We’ve already looked at the IASB’s Covid-19-related rent concessions, amendments to IFRS 16, effective for annual reporting periods beginning on or after June 1, 2020, with earlier application permitted.
This is how the accompanying news release summed it up:
- The amendment exempts lessees from having to consider individual lease contracts to determine whether rent concessions occurring as a direct consequence of the covid-19 pandemic are lease modifications and allows lessees to account for such rent concessions as if they were not lease modifications. It applies to covid-19-related rent concessions that reduce lease payments due on or before June 30, 2021 (NB the IASB is currently proposing to extend this to June 30, 2022).
- IFRS 16 specifies how lessees should account for changes in lease payments, including concessions. However, applying those requirements to a potentially large volume of covid-19-related rent concessions could be practically difficult, especially in the light of the many challenges stakeholders face during the pandemic. This optional exemption gives timely relief to lessees and enables them to continue providing information about their leases that is useful to investors.
CPA Canada’s IFRS Discussion Group recently considered a few issues relevant to applying this exemption, including a fact pattern in which a lessee has stopped making payments to its lessor in April and May 2020 because it had to temporarily close its business due to covid-19, but has reached no written agreement to obtain a rent concession from the lessor. The group agreed that the new exemption can’t be applied in this situation – in the absence of a new agreement between the parties, there’s no change to the lessee’s contractual obligation. However, group members did note among other things that at the time of preparing financial statements, a lessee may be in the process of negotiating a concession, perhaps having reached a final stage pending formal sign-off, or an oral agreement with the lessor regarding rent concessions. As contracts can be oral, or implied by an entity’s customary business practices, the circumstances may sometimes be sufficient to identify an agreement even where it hasn’t been formally executed.
The group considered the following:
- A retailer was required to close its store in early April 2020 due to government-imposed restrictions. The retailer was supposed to pay $100 per month in rent for May, June and July 2020.
- On April 30, 2020, the landlord agreed in writing to forgive those months’ rents.
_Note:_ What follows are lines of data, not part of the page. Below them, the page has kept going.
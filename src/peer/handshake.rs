use crate::peer::{HANDSHAKE_LEN, PSTR, PSTR_LEN};
use crate::torrent::Sha1Hash;

#[derive(Debug, Clone, PartialEq, Eq)]
pub struct Handshake {
    pub info_hash: Sha1Hash,
    pub peer_id: [u8; 20],
}

impl Handshake {
    pub fn new(info_hash: Sha1Hash, peer_id: [u8; 20]) -> Self {
        Self { info_hash, peer_id }
    }

    pub fn serialize(&self) -> [u8; HANDSHAKE_LEN] {
        let mut buf = [0u8; HANDSHAKE_LEN];
        buf[0] = PSTR_LEN;
        buf[1..20].copy_from_slice(PSTR.as_bytes());
        // buf[20..28] is already zero (reserved)
        buf[28..48].copy_from_slice(&self.info_hash);
        buf[48..68].copy_from_slice(&self.peer_id);

        buf
    }

    /// Reserved bytes are ignored; anything else that is off yields `None`.
    pub fn deserialize(buf: &[u8]) -> Option<Self> {
        if buf.len() != HANDSHAKE_LEN || buf[0] != PSTR_LEN {
            return None;
        }
        if &buf[1..20] != PSTR.as_bytes() {
            return None;
        }

        let info_hash = <[u8; 20]>::try_from(&buf[28..48]).ok()?;
        let peer_id = <[u8; 20]>::try_from(&buf[48..68]).ok()?;

        Some(Self { info_hash, peer_id })
    }
}

#[cfg(test)]
mod tests {
    use super::*;

    #[test]
    fn test_handshake_serialize() {
        let info_hash = [1u8; 20];
        let peer_id = [2u8; 20];
        let serialized = Handshake::new(info_hash, peer_id).serialize();

        assert_eq!(serialized.len(), 68);
        assert_eq!(serialized[0], 19);
        assert_eq!(&serialized[1..20], b"BitTorrent protocol");
        assert_eq!(&serialized[20..28], &[0u8; 8]);
        assert_eq!(&serialized[28..48], &info_hash);
        assert_eq!(&serialized[48..68], &peer_id);
    }

    #[test]
    fn test_handshake_roundtrip_keeps_identifiers() {
        let original = Handshake::new([7u8; 20], *b"-RS0100-abcdefghijkl");
        let parsed = Handshake::deserialize(&original.serialize()).unwrap();
        assert_eq!(parsed, original);
    }

    #[test]
    fn test_handshake_deserialize_invalid_length() {
        assert!(Handshake::deserialize(&[0u8; 67]).is_none());
        assert!(Handshake::deserialize(&[0u8; 69]).is_none());
    }

    #[test]
    fn test_handshake_deserialize_invalid_pstr_len() {
        let mut buf = Handshake::new([0u8; 20], [0u8; 20]).serialize();
        buf[0] = PSTR_LEN + 1;
        assert!(Handshake::deserialize(&buf).is_none());
    }

    #[test]
    fn test_handshake_deserialize_invalid_pstr() {
        let mut buf = Handshake::new([0u8; 20], [0u8; 20]).serialize();
        buf[1..20].copy_from_slice(b"Invalid protocol!!X");
        assert!(Handshake::deserialize(&buf).is_none());
    }

    #[test]
    fn test_handshake_deserialize_with_non_zero_reserved_bytes() {
        let mut buf = Handshake::new([17u8; 20], [18u8; 20]).serialize();
        buf[20..28].fill(0xFF);

        let handshake = Handshake::deserialize(&buf).unwrap();
        assert_eq!(handshake.info_hash, [17u8; 20]);
        assert_eq!(handshake.peer_id, [18u8; 20]);
    }
}
use std::fmt;

use once_cell::sync::Lazy;
use percent_encoding::{NON_ALPHANUMERIC, percent_encode};
use reqwest::Client;
use tracing::{debug, warn};
use url::Url;

use crate::error::TrackerError;
use crate::torrent::Sha1Hash;

pub mod response;

pub use response::AnnounceResponse;

static HTTP_CLIENT: Lazy<Client> = Lazy::new(|| {
    Client::builder()
        .user_agent(concat!("rs_swarm/", env!("CARGO_PKG_VERSION")))
        .build()
        .unwrap_or_else(|_| Client::new())
});

#[derive(Debug, Clone, Copy, PartialEq, Eq)]
pub enum AnnounceEvent {
    Started,
    Stopped,
    Completed,
    /// Periodic re-announce; the `event` parameter is omitted.
    Regular,
}

impl AnnounceEvent {
    fn as_param(&self) -> Option<&'static str> {
        match self {
            AnnounceEvent::Started => Some("started"),
            AnnounceEvent::Stopped => Some("stopped"),
            AnnounceEvent::Completed => Some("completed"),
            AnnounceEvent::Regular => None,
        }
    }
}

impl fmt::Display for AnnounceEvent {
    fn fmt(&self, f: &mut fmt::Formatter<'_>) -> fmt::Result {
        f.write_str(self.as_param().unwrap_or("regular"))
    }
}

#[derive(Debug, Clone)]
pub struct AnnounceRequest {
    pub info_hash: Sha1Hash,
    pub peer_id: [u8; 20],
    pub port: u16,
    pub uploaded: u64,
    pub downloaded: u64,
    pub left: u64,
    pub event: AnnounceEvent,
    pub compact: bool,
}

fn encode_bytes(bytes: &[u8]) -> String {
    percent_encode(bytes, NON_ALPHANUMERIC).to_string()
}

/// Appends the announce parameters to `announce`, keeping any query it
/// already carries.
pub fn build_announce_url(announce: &str, request: &AnnounceRequest) -> Result<Url, TrackerError> {
    let mut url = Url::parse(announce)?;

    let mut query = format!(
        "info_hash={}&peer_id={}&port={}&uploaded={}&downloaded={}&left={}&compact={}",
        encode_bytes(&request.info_hash),
        encode_bytes(&request.peer_id),
        request.port,
        request.uploaded,
        request.downloaded,
        request.left,
        u8::from(request.compact),
    );
    if let Some(event) = request.event.as_param() {
        query.push_str("&event=");
        query.push_str(event);
    }

    let query = match url.query() {
        Some(existing) if !existing.is_empty() => format!("{existing}&{query}"),
        _ => query,
    };
    url.set_query(Some(&query));
    Ok(url)
}

/// HTTP tracker client sharing one connection pool across announces.
#[derive(Debug, Clone)]
pub struct TrackerClient {
    http: Client,
}

impl TrackerClient {
    pub fn new() -> Self {
        Self {
            http: HTTP_CLIENT.clone(),
        }
    }

    pub async fn announce(
        &self,
        announce: &str,
        request: &AnnounceRequest,
    ) -> Result<AnnounceResponse, TrackerError> {
        let url = build_announce_url(announce, request)?;
        debug!("announcing {} to {}", request.event, announce);

        let response = self.http.get(url).send().await?;
        if !response.status().is_success() {
            return Err(TrackerError::Status(response.status().as_u16()));
        }

        let body = response.bytes().await?;
        let parsed = AnnounceResponse::from_bytes(&body)?;
        if let Some(warning) = &parsed.warning {
            warn!("tracker {} warns: {}", announce, warning);
        }
        debug!(
            "{} returned {} peers, interval {:?}",
            announce,
            parsed.peers.len(),
            parsed.interval
        );
        Ok(parsed)
    }
}

impl Default for TrackerClient {
    fn default() -> Self {
        Self::new()
    }
}

#[cfg(test)]
mod tests {
    use super::*;
    use assert_matches::assert_matches;
    use tokio::io::{AsyncReadExt, AsyncWriteExt};
    use tokio::net::TcpListener;

    fn request() -> AnnounceRequest {
        AnnounceRequest {
            info_hash: [
                1, 2, 3, 4, 5, 6, 7, 8, 9, 10, 11, 12, 13, 14, 15, 16, 17, 18, 19, 20,
            ],
            peer_id: *b"-RS0100-f52c3727bfe8",
            port: 6881,
            uploaded: 0,
            downloaded: 0,
            left: 1048576,
            event: AnnounceEvent::Started,
            compact: true,
        }
    }

    fn query_value(url: &Url, key: &str) -> Option<String> {
        let raw = url.query()?;
        raw.split('&')
            .filter_map(|pair| pair.split_once('='))
            .find(|(k, _)| *k == key)
            .map(|(_, v)| v.to_string())
    }

    #[test]
    fn test_build_announce_url() {
        let url = build_announce_url("http://tracker.example.com:8080/announce", &request()).unwrap();
        let text = url.as_str();

        assert!(text.starts_with("http://tracker.example.com:8080/announce?"));
        assert_eq!(query_value(&url, "port").as_deref(), Some("6881"));
        assert_eq!(query_value(&url, "uploaded").as_deref(), Some("0"));
        assert_eq!(query_value(&url, "downloaded").as_deref(), Some("0"));
        assert_eq!(query_value(&url, "left").as_deref(), Some("1048576"));
        assert_eq!(query_value(&url, "compact").as_deref(), Some("1"));
        assert_eq!(query_value(&url, "event").as_deref(), Some("started"));
    }

    #[test]
    fn test_build_announce_url_invalid_announce() {
        assert_matches!(
            build_announce_url("invalid_url", &request()),
            Err(TrackerError::Url(_))
        );
    }

    #[test]
    fn test_binary_fields_are_percent_encoded() {
        let url = build_announce_url("http://t.example/announce", &request()).unwrap();

        let info_hash = query_value(&url, "info_hash").unwrap();
        assert!(info_hash.starts_with("%01%02%03"));
        assert_eq!(
            query_value(&url, "peer_id").as_deref(),
            Some("%2DRS0100%2Df52c3727bfe8")
        );
    }

    #[test]
    fn test_regular_announce_omits_event() {
        let regular = AnnounceRequest {
            event: AnnounceEvent::Regular,
            compact: false,
            ..request()
        };
        let url = build_announce_url("http://t.example/announce", &regular).unwrap();
        assert_eq!(query_value(&url, "event"), None);
        assert_eq!(query_value(&url, "compact").as_deref(), Some("0"));
    }

    #[test]
    fn test_existing_query_is_preserved() {
        let url = build_announce_url(
            "http://tracker.example.com:8080/announce?passkey=abc",
            &request(),
        )
        .unwrap();
        assert_eq!(query_value(&url, "passkey").as_deref(), Some("abc"));
        assert_eq!(query_value(&url, "port").as_deref(), Some("6881"));
    }

    /// Serves one canned HTTP response and returns the announce URL.
    async fn one_shot_tracker(status: &'static str, body: &'static [u8]) -> String {
        let listener = TcpListener::bind("127.0.0.1:0").await.unwrap();
        let addr = listener.local_addr().unwrap();
        tokio::spawn(async move {
            let (mut socket, _) = listener.accept().await.unwrap();
            let mut buf = vec![0u8; 4096];
            let _ = socket.read(&mut buf).await;
            let head = format!(
                "HTTP/1.1 {status}\r\nContent-Length: {}\r\nConnection: close\r\n\r\n",
                body.len()
            );
            socket.write_all(head.as_bytes()).await.unwrap();
            socket.write_all(body).await.unwrap();
        });
        format!("http://{addr}/announce")
    }

    #[tokio::test]
    async fn test_announce_returns_peers() {
        let announce = one_shot_tracker(
            "200 OK",
            b"d8:intervali120e5:peers6:\x7f\x00\x00\x01\x1a\xe1e",
        )
        .await;

        let response = TrackerClient::new().announce(&announce, &request()).await.unwrap();
        assert_eq!(response.interval.as_secs(), 120);
        assert_eq!(response.peers.len(), 1);
        assert_eq!(response.peers[0].to_string(), "127.0.0.1:6881");
    }

    #[tokio::test]
    async fn test_announce_http_error() {
        let announce = one_shot_tracker("500 Internal Server Error", b"").await;
        assert_matches!(
            TrackerClient::new().announce(&announce, &request()).await,
            Err(TrackerError::Status(500))
        );
    }
}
The forgiveness is enforceable even if the government restrictions are lifted before the end of the three-month period.
The group agreed that the benefit resulting from the forgiveness of lease payments should be recognized when the agreement is reached, that is on April 30, 2020. They also considered a related fact pattern in which the forgiveness of rent is conditional on a future event, and expires when the government allows the lessee’s business to reopen. In this case the group concluded that it seems appropriate to recognize the benefit resulting from the forgiveness of lease payments with each passing month that the government restriction remains in effect. The group also considered a key issue relating to the right of use asset, with reference to that same notion of a store forcibly closed in early April 2020 and fulfilling no online or phone orders. The usual accounting policy is to depreciate the right-of-use asset relating to the leased store on a straight-line basis over the lease term. The group reached the following conclusion:
- Paragraphs 31 and 32 of IFRS 16 reinforce the concept that the right to use a property under a lease is a time-based right that diminishes over time. In addition, paragraph 55 of IAS 16 indicates that depreciation does not cease when the asset becomes idle or is retired from active use unless the asset is fully depreciated. Therefore, the lessee should continue to depreciate the right-of-use asset on a straight-line basis during the period it is unable to use the store.
One way of rationalizing that would be that as long as the lessee hasn’t been evicted, it’s obtaining the benefit of storing its goods on the premises if nothing else. The group also considered whether such a scenario might cause an entity to reconsider its depreciation method, but generally thought it would be rare to make such a change solely because of covid-19 (particularly perhaps for an asset such as a store, in which the benefit embodied in the lease is being used up at the same rate, even if the lessee’s ability to realize those benefits has been impeded). The lessee should also consider whether the inability to use the leased asset is an impairment indicator. If so, it should be tested for impairment in accordance with IAS 36.
Among other things, the practical expedient is only available when “the change in lease payments results in revised consideration for the lease that is substantially the same as, or less than, the consideration for the lease immediately preceding the change.” Some group members noted that the standard is silent on whether this should be assessed based on discounted or on undiscounted lease payments. Therefore, entities will need to apply judgment and that judgment should be applied consistently from transaction to transaction.